I actually made two of these pies since the coconut yogurt came in exactly the amount needed for a double recipe.  It must also be noted that I am not above feeding the leftovers to my children for breakfast.

Peach Kuchen

Peach Kuchen

Preheat the oven to 400 degrees.

Combine in a 9″ pie pan:
1 1/3 cup sifted gluten free flour
¼ teaspoon baking powder
pinch of salt
2 tablespoons sugar

Cut in with a fork until well blended:
1/3 cup palm oil shortening

Pat mixture over bottom and sides the pie pan.

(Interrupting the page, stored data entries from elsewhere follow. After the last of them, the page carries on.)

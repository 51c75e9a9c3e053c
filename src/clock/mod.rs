//! Clock - Cancellable timer scheduling
//!
//! The highlight engine never sleeps. It asks a [`Clock`] for timers and the
//! host hands fired timers back through [`Clock::next_due`]. Timers carry a
//! [`TimerPurpose`] instead of a closure, so the engine can route a fire to the
//! right handler without sharing mutable state with the clock.
//!
//! - [`VirtualClock`] - deterministic, advanced by hand (tests, replays)
//! - [`SystemClock`] - monotonic wall clock for live terminals
//!
//! # Example
//!
//! ```
//! use std::time::Duration;
//! use spotlight_tui::clock::{Clock, TimerPurpose, VirtualClock};
//!
//! let mut clock = VirtualClock::new();
//! let handle = clock.schedule_once(Duration::from_millis(500), TimerPurpose::ResumeDebounce);
//!
//! clock.advance(Duration::from_millis(499));
//! assert!(clock.next_due().is_none());
//!
//! clock.advance(Duration::from_millis(1));
//! assert_eq!(clock.next_due().map(|fired| fired.handle), Some(handle));
//! ```

mod queue;
mod system;
mod virtual_clock;

use std::time::Duration;

pub use queue::TimerQueue;
pub use system::SystemClock;
pub use virtual_clock::VirtualClock;

/// Opaque token for a scheduled timer, repeating or one-shot.
#[derive(Debug, Clone, Copy, PartialEq, Eq, Hash, PartialOrd, Ord)]
pub struct TimerHandle(u64);

impl TimerHandle {
    pub(crate) const fn from_raw(id: u64) -> Self {
        Self(id)
    }

    pub fn raw(self) -> u64 {
        self.0
    }
}

/// What a timer is for. The engine owns at most one live timer per purpose.
#[derive(Debug, Clone, Copy, PartialEq, Eq, Hash)]
pub enum TimerPurpose {
    /// Repeating autoplay tick.
    Rotation,
    /// One-shot grace period before autoplay resumes.
    ResumeDebounce,
}

/// A timer that reached its deadline.
#[derive(Debug, Clone, Copy, PartialEq, Eq)]
pub struct Fired {
    pub handle: TimerHandle,
    pub purpose: TimerPurpose,
    /// Clock time the timer was due at.
    pub deadline: Duration,
}

/// Scheduling capability consumed by the engine.
///
/// Times are durations since the clock's own origin. Cancelling a handle that
/// already fired (one-shot) or was already cancelled is a no-op returning `false`.
pub trait Clock {
    /// Current clock time.
    fn now(&self) -> Duration;

    /// Fire every `interval`, first at `now + interval`, until cancelled.
    fn schedule_repeating(&mut self, interval: Duration, purpose: TimerPurpose) -> TimerHandle;

    /// Fire once at `now + delay`.
    fn schedule_once(&mut self, delay: Duration, purpose: TimerPurpose) -> TimerHandle;

    /// Cancel a timer. Returns true if it was still pending.
    fn cancel(&mut self, handle: TimerHandle) -> bool;

    /// Check if a timer is still scheduled.
    fn is_pending(&self, handle: TimerHandle) -> bool;

    /// Deadline of the earliest pending timer.
    fn next_deadline(&self) -> Option<Duration>;

    /// Pop the earliest timer that is due, in deadline order.
    fn next_due(&mut self) -> Option<Fired>;
}
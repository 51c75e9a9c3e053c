//! Deadline-ordered timer queue shared by every clock implementation.

use std::collections::{BTreeMap, HashMap};
use std::time::Duration;

use super::{Fired, TimerHandle, TimerPurpose};

#[derive(Debug, Clone, Copy)]
struct Timer {
    purpose: TimerPurpose,
    /// Some for repeating timers.
    interval: Option<Duration>,
}

/// Pending timers keyed by `(deadline, id)`.
///
/// Ties on the deadline resolve in scheduling order because ids only grow.
/// Repeating timers keep their id across re-arms, so their handle stays valid.
#[derive(Debug, Default)]
pub struct TimerQueue {
    next_id: u64,
    pending: BTreeMap<(Duration, u64), Timer>,
    deadlines: HashMap<u64, Duration>,
    skip_missed: bool,
}

impl TimerQueue {
    /// Queue that fires every missed repeat after a stall, one by one.
    pub fn new() -> Self {
        Self::default()
    }

    /// Queue that fires a late repeating timer once, then realigns it to the
    /// first period boundary after `now`.
    pub fn skipping_missed() -> Self {
        Self {
            skip_missed: true,
            ..Self::default()
        }
    }

    /// Schedule a timer at `now + delay`, re-arming every `interval` if given.
    pub fn schedule(
        &mut self,
        now: Duration,
        delay: Duration,
        interval: Option<Duration>,
        purpose: TimerPurpose,
    ) -> TimerHandle {
        let id = self.next_id;
        self.next_id += 1;

        let deadline = now + delay;
        self.pending.insert((deadline, id), Timer { purpose, interval });
        self.deadlines.insert(id, deadline);

        TimerHandle::from_raw(id)
    }

    pub fn cancel(&mut self, handle: TimerHandle) -> bool {
        match self.deadlines.remove(&handle.raw()) {
            Some(deadline) => {
                self.pending.remove(&(deadline, handle.raw()));
                true
            }
            None => false,
        }
    }

    pub fn is_pending(&self, handle: TimerHandle) -> bool {
        self.deadlines.contains_key(&handle.raw())
    }

    pub fn next_deadline(&self) -> Option<Duration> {
        self.pending.keys().next().map(|(deadline, _)| *deadline)
    }

    pub fn len(&self) -> usize {
        self.pending.len()
    }

    pub fn is_empty(&self) -> bool {
        self.pending.is_empty()
    }

    /// Pop the earliest timer due at or before `now`.
    pub fn pop_due(&mut self, now: Duration) -> Option<Fired> {
        let (deadline, id) = *self.pending.keys().next()?;
        if deadline > now {
            return None;
        }

        let timer = self.pending.remove(&(deadline, id))?;
        self.deadlines.remove(&id);

        // Re-arm on the original period grid, not from `now`
        if let Some(interval) = timer.interval {
            let mut next = deadline + interval;
            if self.skip_missed && next <= now && !interval.is_zero() {
                let periods = (now - deadline).as_nanos() / interval.as_nanos() + 1;
                let skipped = periods - 1;
                next = u32::try_from(periods)
                    .ok()
                    .and_then(|periods| interval.checked_mul(periods))
                    .and_then(|offset| deadline.checked_add(offset))
                    .unwrap_or(Duration::MAX);
                log::debug!("{:?} timer skipped {} missed repeats", timer.purpose, skipped);
            }
            self.pending.insert((next, id), timer);
            self.deadlines.insert(id, next);
        }

        Some(Fired {
            handle: TimerHandle::from_raw(id),
            purpose: timer.purpose,
            deadline,
        })
    }
}
//! Input Module - crossterm event conversion and polling
//!
//! Bridges crossterm's event stream to the pointer types the engine consumes.
//! Does not route anything itself; the host decides what to do with each
//! [`InputEvent`].
//!
//! # Example
//!
//! ```ignore
//! use spotlight_tui::state::input::{poll_event, InputEvent};
//! use std::time::Duration;
//!
//! loop {
//!     match poll_event(Duration::from_millis(16))? {
//!         Some(InputEvent::Pointer(pointer)) => { /* hit test + engine.pointer_at */ }
//!         Some(InputEvent::Quit) => break,
//!         _ => {}
//!     }
//! }
//! ```

use crossterm::event::{
    poll, read, DisableFocusChange, DisableMouseCapture, EnableFocusChange, EnableMouseCapture,
    Event as CrosstermEvent, KeyCode, KeyEvent, KeyEventKind, KeyModifiers,
    MouseEvent as CrosstermMouseEvent, MouseEventKind,
};
use crossterm::execute;
use std::io::{self, Write};
use std::time::Duration;

use super::pointer::{PointerAction, PointerEvent};

// =============================================================================
// INPUT EVENT ENUM
// =============================================================================

/// Events a card-row host cares about.
#[derive(Debug, Clone, Copy, PartialEq, Eq)]
pub enum InputEvent {
    /// Pointer moved, pressed, released, dragged or scrolled.
    Pointer(PointerEvent),
    /// Terminal lost focus; the pointer is no longer over any card.
    PointerExit,
    /// Terminal resized (width, height).
    Resize(u16, u16),
    /// q, Escape or Ctrl+C.
    Quit,
    /// Anything else.
    None,
}

// =============================================================================
// CONVERSION
// =============================================================================

/// Convert a crossterm mouse event.
pub fn convert_mouse_event(event: CrosstermMouseEvent) -> PointerEvent {
    let action = match event.kind {
        MouseEventKind::Down(_) => PointerAction::Down,
        MouseEventKind::Up(_) => PointerAction::Up,
        MouseEventKind::Drag(_) => PointerAction::Drag,
        MouseEventKind::Moved => PointerAction::Move,
        MouseEventKind::ScrollUp
        | MouseEventKind::ScrollDown
        | MouseEventKind::ScrollLeft
        | MouseEventKind::ScrollRight => PointerAction::Scroll,
    };
    PointerEvent::new(action, event.column, event.row)
}

fn is_quit_key(event: &KeyEvent) -> bool {
    if event.kind == KeyEventKind::Release {
        return false;
    }
    match event.code {
        KeyCode::Char('q') | KeyCode::Esc => true,
        KeyCode::Char('c') => event.modifiers.contains(KeyModifiers::CONTROL),
        _ => false,
    }
}

/// Convert any crossterm event.
pub fn convert_event(event: CrosstermEvent) -> InputEvent {
    match event {
        CrosstermEvent::Mouse(mouse) => InputEvent::Pointer(convert_mouse_event(mouse)),
        CrosstermEvent::Key(key) if is_quit_key(&key) => InputEvent::Quit,
        CrosstermEvent::FocusLost => InputEvent::PointerExit,
        CrosstermEvent::Resize(w, h) => InputEvent::Resize(w, h),
        _ => InputEvent::None,
    }
}

// =============================================================================
// EVENT POLLING
// =============================================================================

/// Poll for an event with timeout. Returns None if nothing arrived.
pub fn poll_event(timeout: Duration) -> io::Result<Option<InputEvent>> {
    if poll(timeout)? {
        Ok(Some(convert_event(read()?)))
    } else {
        Ok(None)
    }
}

// =============================================================================
// MOUSE CAPTURE
// =============================================================================

/// Enable mouse capture and focus reporting.
pub fn enable_mouse<W: Write>(out: &mut W) -> io::Result<()> {
    execute!(out, EnableMouseCapture, EnableFocusChange)
}

/// Disable mouse capture and focus reporting.
pub fn disable_mouse<W: Write>(out: &mut W) -> io::Result<()> {
    execute!(out, DisableMouseCapture, DisableFocusChange)
}

// =============================================================================
// TESTS
// =============================================================================
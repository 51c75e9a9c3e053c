//! Layout Module
//!
//! Card row geometry computed with [Taffy](https://github.com/DioxusLabs/taffy).
//! The same rectangles feed the renderer and the pointer hit grid, so what the
//! user sees is exactly what the pointer can hover.

mod card_row;

pub use card_row::{layout_card_row, CardRowLayout, RowStyle};
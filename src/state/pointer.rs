//! Pointer Module - Cell-to-card hit testing and hover tracking
//!
//! The terminal only reports pointer positions. [`CardHitGrid`] answers "which
//! card is under this cell" in O(1), and [`HoverTracker`] turns a stream of
//! positions into enter/leave pairs, firing each exactly once per change.
//!
//! # Example
//!
//! ```
//! use spotlight_tui::state::{CardHitGrid, HoverTracker};
//! use spotlight_tui::CardRect;
//!
//! let grid = CardHitGrid::from_rects(20, 5, &[CardRect::new(0, 0, 10, 5), CardRect::new(10, 0, 10, 5)]);
//! let mut hover = HoverTracker::new();
//!
//! let change = hover.update(grid.get(12, 2));
//! assert_eq!(change.entered, Some(1));
//! assert_eq!(change.left, None);
//! ```

use crate::types::CardRect;

// =============================================================================
// POINTER EVENT
// =============================================================================

/// What the pointer did.
#[derive(Debug, Clone, Copy, PartialEq, Eq)]
pub enum PointerAction {
    Move,
    Down,
    Up,
    Drag,
    Scroll,
}

/// Pointer position in terminal cells (0-indexed).
#[derive(Debug, Clone, Copy, PartialEq, Eq)]
pub struct PointerEvent {
    pub action: PointerAction,
    pub x: u16,
    pub y: u16,
}

impl PointerEvent {
    pub fn new(action: PointerAction, x: u16, y: u16) -> Self {
        Self { action, x, y }
    }

    pub fn move_to(x: u16, y: u16) -> Self {
        Self::new(PointerAction::Move, x, y)
    }
}

// =============================================================================
// HIT GRID - O(1) Cell to Card Lookup
// =============================================================================

const EMPTY: usize = usize::MAX;

/// Grid of card indices, one entry per terminal cell.
#[derive(Debug, Clone)]
pub struct CardHitGrid {
    width: u16,
    height: u16,
    cells: Vec<usize>,
}

impl CardHitGrid {
    pub fn new(width: u16, height: u16) -> Self {
        Self {
            width,
            height,
            cells: vec![EMPTY; width as usize * height as usize],
        }
    }

    /// Build a grid with card `i` covering `rects[i]`.
    pub fn from_rects(width: u16, height: u16, rects: &[CardRect]) -> Self {
        let mut grid = Self::new(width, height);
        for (index, rect) in rects.iter().enumerate() {
            grid.fill_rect(*rect, index);
        }
        grid
    }

    pub fn width(&self) -> u16 {
        self.width
    }

    pub fn height(&self) -> u16 {
        self.height
    }

    /// Resize the grid, clearing all contents.
    pub fn resize(&mut self, width: u16, height: u16) {
        self.width = width;
        self.height = height;
        self.cells.resize(width as usize * height as usize, EMPTY);
        self.clear();
    }

    pub fn clear(&mut self) {
        self.cells.fill(EMPTY);
    }

    /// Claim a rectangle for a card. Cells outside the grid are skipped.
    pub fn fill_rect(&mut self, rect: CardRect, index: usize) {
        for dy in 0..rect.height {
            let Some(cy) = rect.y.checked_add(dy).filter(|cy| *cy < self.height) else {
                break;
            };
            for dx in 0..rect.width {
                let Some(cx) = rect.x.checked_add(dx).filter(|cx| *cx < self.width) else {
                    break;
                };
                let idx = cy as usize * self.width as usize + cx as usize;
                self.cells[idx] = index;
            }
        }
    }

    /// Card under a cell, if any.
    pub fn get(&self, x: u16, y: u16) -> Option<usize> {
        if x >= self.width || y >= self.height {
            return None;
        }
        let idx = y as usize * self.width as usize + x as usize;
        match self.cells.get(idx).copied() {
            Some(EMPTY) | None => None,
            Some(index) => Some(index),
        }
    }
}

// =============================================================================
// HOVER TRACKING
// =============================================================================

/// Result of one hover update. Leave always precedes enter.
#[derive(Debug, Clone, Copy, PartialEq, Eq, Default)]
pub struct HoverChange {
    pub left: Option<usize>,
    pub entered: Option<usize>,
}

impl HoverChange {
    pub fn is_empty(&self) -> bool {
        self.left.is_none() && self.entered.is_none()
    }
}

/// Remembers the hovered card between pointer updates.
#[derive(Debug, Default)]
pub struct HoverTracker {
    hovered: Option<usize>,
}

impl HoverTracker {
    pub fn new() -> Self {
        Self::default()
    }

    pub fn hovered(&self) -> Option<usize> {
        self.hovered
    }

    /// Record the card now under the pointer.
    pub fn update(&mut self, card: Option<usize>) -> HoverChange {
        if card == self.hovered {
            return HoverChange::default();
        }
        let change = HoverChange {
            left: self.hovered,
            entered: card,
        };
        self.hovered = card;
        change
    }

    /// Forget the hovered card without producing a leave.
    pub fn reset(&mut self) {
        self.hovered = None;
    }
}

// =============================================================================
// TESTS
// =============================================================================
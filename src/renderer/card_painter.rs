//! Terminal painter for the card row.
//!
//! Facet mapping:
//! - `ELEVATED` lifts the box one row (when there is room above)
//! - `RAISED` paints the card after its neighbours
//! - `ACCENT_BORDER` colors the border with the accent
//! - `GLOW` switches to a double-line border
//! - `ACTIVE` draws the headline value in bold

use std::io::{self, Write};

use crossterm::cursor::MoveTo;
use crossterm::style::{Attribute, Color, Print, ResetColor, SetAttribute, SetForegroundColor};
use crossterm::terminal::{Clear, ClearType};
use crossterm::queue;

use crate::layout::CardRowLayout;
use crate::types::{CardRect, CardStyle, Rgb};

/// Text shown on one card.
#[derive(Debug, Clone, PartialEq, Eq, Default)]
pub struct CardContent {
    /// Headline figure, e.g. "98%".
    pub value: String,
    pub title: String,
    pub description: String,
}

impl CardContent {
    pub fn new(
        value: impl Into<String>,
        title: impl Into<String>,
        description: impl Into<String>,
    ) -> Self {
        Self {
            value: value.into(),
            title: title.into(),
            description: description.into(),
        }
    }
}

struct Border {
    top_left: char,
    top_right: char,
    bottom_left: char,
    bottom_right: char,
    horizontal: char,
    vertical: char,
}

const ROUNDED: Border = Border {
    top_left: '╭',
    top_right: '╮',
    bottom_left: '╰',
    bottom_right: '╯',
    horizontal: '─',
    vertical: '│',
};

const DOUBLE: Border = Border {
    top_left: '╔',
    top_right: '╗',
    bottom_left: '╚',
    bottom_right: '╝',
    horizontal: '═',
    vertical: '║',
};

fn to_color(rgb: Rgb) -> Color {
    Color::Rgb {
        r: rgb.r,
        g: rgb.g,
        b: rgb.b,
    }
}

/// Truncate `text` to `width` chars and center it with spaces.
pub fn fit_centered(text: &str, width: usize) -> String {
    let truncated: String = text.chars().take(width).collect();
    let len = truncated.chars().count();
    let left = (width - len) / 2;
    let right = width - len - left;
    format!("{}{}{}", " ".repeat(left), truncated, " ".repeat(right))
}

/// Paint every card, then flush `out` once.
///
/// Rows from one above the card area down to `layout.bottom` are cleared
/// first so a card that stopped being lifted leaves no trace. Cards marked
/// [`CardStyle::RAISED`] are painted after the others.
pub fn paint_cards<W: Write>(
    out: &mut W,
    layout: &CardRowLayout,
    styles: &[CardStyle],
    cards: &[CardContent],
    accent: Rgb,
) -> io::Result<()> {
    let band_top = layout.rects.iter().map(|r| r.y).min().unwrap_or(layout.bottom);
    for row in band_top.saturating_sub(1)..layout.bottom {
        queue!(out, MoveTo(0, row), Clear(ClearType::CurrentLine))?;
    }

    // Raised cards go last so they draw over their neighbours
    let style_of = |index: usize| styles.get(index).copied().unwrap_or_default();
    let mut order: Vec<usize> = (0..layout.rects.len()).collect();
    order.sort_by_key(|&index| style_of(index).contains(CardStyle::RAISED));

    for index in order {
        let content = cards.get(index).cloned().unwrap_or_default();
        paint_card(out, layout.rects[index], style_of(index), &content, accent)?;
    }

    queue!(out, ResetColor, SetAttribute(Attribute::Reset))?;
    out.flush()
}

fn paint_card<W: Write>(
    out: &mut W,
    rect: CardRect,
    style: CardStyle,
    content: &CardContent,
    accent: Rgb,
) -> io::Result<()> {
    if rect.width < 2 || rect.height < 2 {
        return Ok(());
    }

    let lifted = style.contains(CardStyle::ELEVATED) && rect.y > 0;
    let top = if lifted { rect.y - 1 } else { rect.y };
    let bottom = top + rect.height - 1;
    let inner = rect.width as usize - 2;

    let border = if style.contains(CardStyle::GLOW) {
        &DOUBLE
    } else {
        &ROUNDED
    };
    let border_color = if style.contains(CardStyle::ACCENT_BORDER) {
        accent
    } else {
        Rgb::MUTED
    };
    let edge: String = std::iter::repeat(border.horizontal).take(inner).collect();

    queue!(out, SetForegroundColor(to_color(border_color)))?;
    queue!(
        out,
        MoveTo(rect.x, top),
        Print(format!("{}{}{}", border.top_left, edge, border.top_right)),
        MoveTo(rect.x, bottom),
        Print(format!("{}{}{}", border.bottom_left, edge, border.bottom_right)),
    )?;
    for row in top + 1..bottom {
        queue!(
            out,
            MoveTo(rect.x, row),
            Print(border.vertical),
            MoveTo(rect.x + rect.width - 1, row),
            Print(border.vertical),
        )?;
    }

    // Value, title, description from the second inner row down
    let lines = [
        (content.value.as_str(), style.is_active(), Rgb::WHITE),
        (content.title.as_str(), false, border_color),
        (content.description.as_str(), false, Rgb::MUTED),
    ];
    for (offset, (text, bold, color)) in lines.iter().enumerate() {
        let row = top + 2 + offset as u16;
        if row >= bottom {
            break;
        }
        queue!(out, MoveTo(rect.x + 1, row), SetForegroundColor(to_color(*color)))?;
        if *bold {
            queue!(out, SetAttribute(Attribute::Bold))?;
        }
        queue!(out, Print(fit_centered(text, inner)))?;
        if *bold {
            queue!(out, SetAttribute(Attribute::NormalIntensity))?;
        }
    }

    Ok(())
}

#[cfg(test)]
mod tests {
    use super::*;
    use crate::layout::{layout_card_row, RowStyle};

    fn cards() -> Vec<CardContent> {
        vec![
            CardContent::new("98%", "Precision", "Vehicle detection"),
            CardContent::new("24/7", "Monitoring", "Always on"),
        ]
    }

    fn paint(styles: &[CardStyle]) -> String {
        let layout = layout_card_row(60, 2, &RowStyle::default()).unwrap();
        let mut out = Vec::new();
        paint_cards(&mut out, &layout, styles, &cards(), Rgb::ACCENT).unwrap();
        String::from_utf8(out).unwrap()
    }

    #[test]
    fn test_fit_centered() {
        assert_eq!(fit_centered("ab", 6), "  ab  ");
        assert_eq!(fit_centered("abc", 6), " abc  ");
        assert_eq!(fit_centered("abcdefgh", 4), "abcd");
        assert_eq!(fit_centered("", 3), "   ");
    }

    #[test]
    fn test_paints_content() {
        let text = paint(&[CardStyle::RESTING, CardStyle::RESTING]);
        assert!(text.contains("98%"));
        assert!(text.contains("Monitoring"));
        assert!(text.contains('╭'));
        assert!(!text.contains('╔'));
    }

    #[test]
    fn test_highlighted_card_uses_accent_and_double_border() {
        let text = paint(&[CardStyle::RESTING, CardStyle::HIGHLIGHTED]);
        assert!(text.contains('╔'));
        assert!(text.contains('╭'));
        assert!(text.contains("38;2;0;168;232"));
    }

    #[test]
    fn test_raised_card_painted_last() {
        let text = paint(&[CardStyle::HIGHLIGHTED, CardStyle::RESTING]);
        let resting = text.find("24/7").unwrap();
        let raised = text.find("98%").unwrap();
        assert!(resting < raised);
        assert!(text.find('╭').unwrap() < text.find('╔').unwrap());
    }

    #[test]
    fn test_missing_styles_default_to_resting() {
        let text = paint(&[]);
        assert!(!text.contains('╔'));
        assert!(!text.contains("38;2;0;168;232"));
    }
}
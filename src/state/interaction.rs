//! Interaction - Pointer override of the rotation
//!
//! Entering a card stops autoplay and highlights that card at once. Leaving
//! arms a one-shot grace timer; if nothing re-enters before it fires, autoplay
//! resumes from the card that was last touched, not from wherever the rotation
//! happened to stop.
//!
//! At most one grace timer is live. A new leave replaces the pending one.

use std::time::Duration;

use crate::clock::{Clock, TimerHandle, TimerPurpose};

use super::highlight::HighlightApplier;
use super::rotation::AutoplayScheduler;

/// Hover flag plus the sticky last-touched card.
#[derive(Debug, Clone, Copy, PartialEq, Eq, Default)]
pub struct InteractionState {
    pub hovering: bool,
    /// Survives leave events until the next enter overwrites it.
    pub last_interacted: Option<usize>,
}

/// Tracks pointer enter/leave across every card and owns the resume debounce.
#[derive(Debug)]
pub struct InteractionTracker {
    state: InteractionState,
    grace: Duration,
    debounce: Option<TimerHandle>,
}

impl InteractionTracker {
    pub fn new(grace: Duration) -> Self {
        Self {
            state: InteractionState::default(),
            grace,
            debounce: None,
        }
    }

    pub fn state(&self) -> InteractionState {
        self.state
    }

    pub fn is_hovering(&self) -> bool {
        self.state.hovering
    }

    pub fn last_interacted(&self) -> Option<usize> {
        self.state.last_interacted
    }

    pub fn has_pending_resume(&self) -> bool {
        self.debounce.is_some()
    }

    /// Check whether `handle` is the live resume debounce.
    pub fn owns(&self, handle: TimerHandle) -> bool {
        self.debounce == Some(handle)
    }

    /// Pointer entered card `index`.
    pub fn on_enter<C, A>(
        &mut self,
        index: usize,
        scheduler: &mut AutoplayScheduler,
        clock: &mut C,
        applier: &mut A,
    ) where
        C: Clock + ?Sized,
        A: HighlightApplier + ?Sized,
    {
        let card_count = scheduler.card_count();
        if card_count == 0 {
            log::warn!("enter on card {} ignored: no cards", index);
            return;
        }
        let index = index % card_count;

        self.state.hovering = true;
        self.state.last_interacted = Some(index);
        self.cancel_pending(clock);
        scheduler.stop(clock);

        // Takes effect now, not on the next tick boundary
        applier.apply(index);

        log::debug!("pointer entered card {}", index);
    }

    /// Pointer left card `index`. Arms (or re-arms) the resume debounce.
    pub fn on_leave<C>(&mut self, index: usize, scheduler: &AutoplayScheduler, clock: &mut C)
    where
        C: Clock + ?Sized,
    {
        if scheduler.card_count() == 0 {
            log::warn!("leave on card {} ignored: no cards", index);
            return;
        }

        self.state.hovering = false;
        self.cancel_pending(clock);
        self.debounce = Some(clock.schedule_once(self.grace, TimerPurpose::ResumeDebounce));

        log::debug!("pointer left card {}, resume in {:?}", index, self.grace);
    }

    /// The resume debounce fired. Returns true if autoplay restarted.
    pub fn on_resume_due<C>(
        &mut self,
        handle: TimerHandle,
        scheduler: &mut AutoplayScheduler,
        clock: &mut C,
    ) -> bool
    where
        C: Clock + ?Sized,
    {
        if !self.owns(handle) {
            log::warn!("stale resume timer {:?} ignored", handle);
            return false;
        }
        self.debounce = None;

        if self.state.hovering {
            return false;
        }

        let resume_index = self
            .state
            .last_interacted
            .unwrap_or_else(|| scheduler.current_index());

        log::debug!("grace elapsed, resuming autoplay from card {}", resume_index);
        scheduler.start(clock, Some(resume_index))
    }

    /// Cancel the pending resume, if any.
    pub fn cancel_pending<C: Clock + ?Sized>(&mut self, clock: &mut C) {
        if let Some(handle) = self.debounce.take() {
            clock.cancel(handle);
        }
    }

    /// Follow a shrinking card set.
    pub fn set_card_count<C: Clock + ?Sized>(&mut self, clock: &mut C, card_count: usize) {
        if card_count == 0 {
            self.cancel_pending(clock);
            self.state = InteractionState::default();
            return;
        }
        self.state.last_interacted = self.state.last_interacted.map(|i| i % card_count);
    }
}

Arrange in pastry (Don’t overfill or the juices will overflow and burn in the bottom of your oven, trust me):
4-6 sliced peaches, canned (about 2 cans, drained), frozen, or fresh (peel if desired)

Blend in a bowl and sprinkle over the peaches:
¼ cup sugar
1/2 teaspoon allspice
1/4 teaspoon nutmeg

Bake 15 minutes.

Combine well (reuse the sugar bowl to save on dishes):
1 egg replacer egg
1 cup plain coconut yogurt

Pour yogurt mixture over peaches and bake 30 minutes longer.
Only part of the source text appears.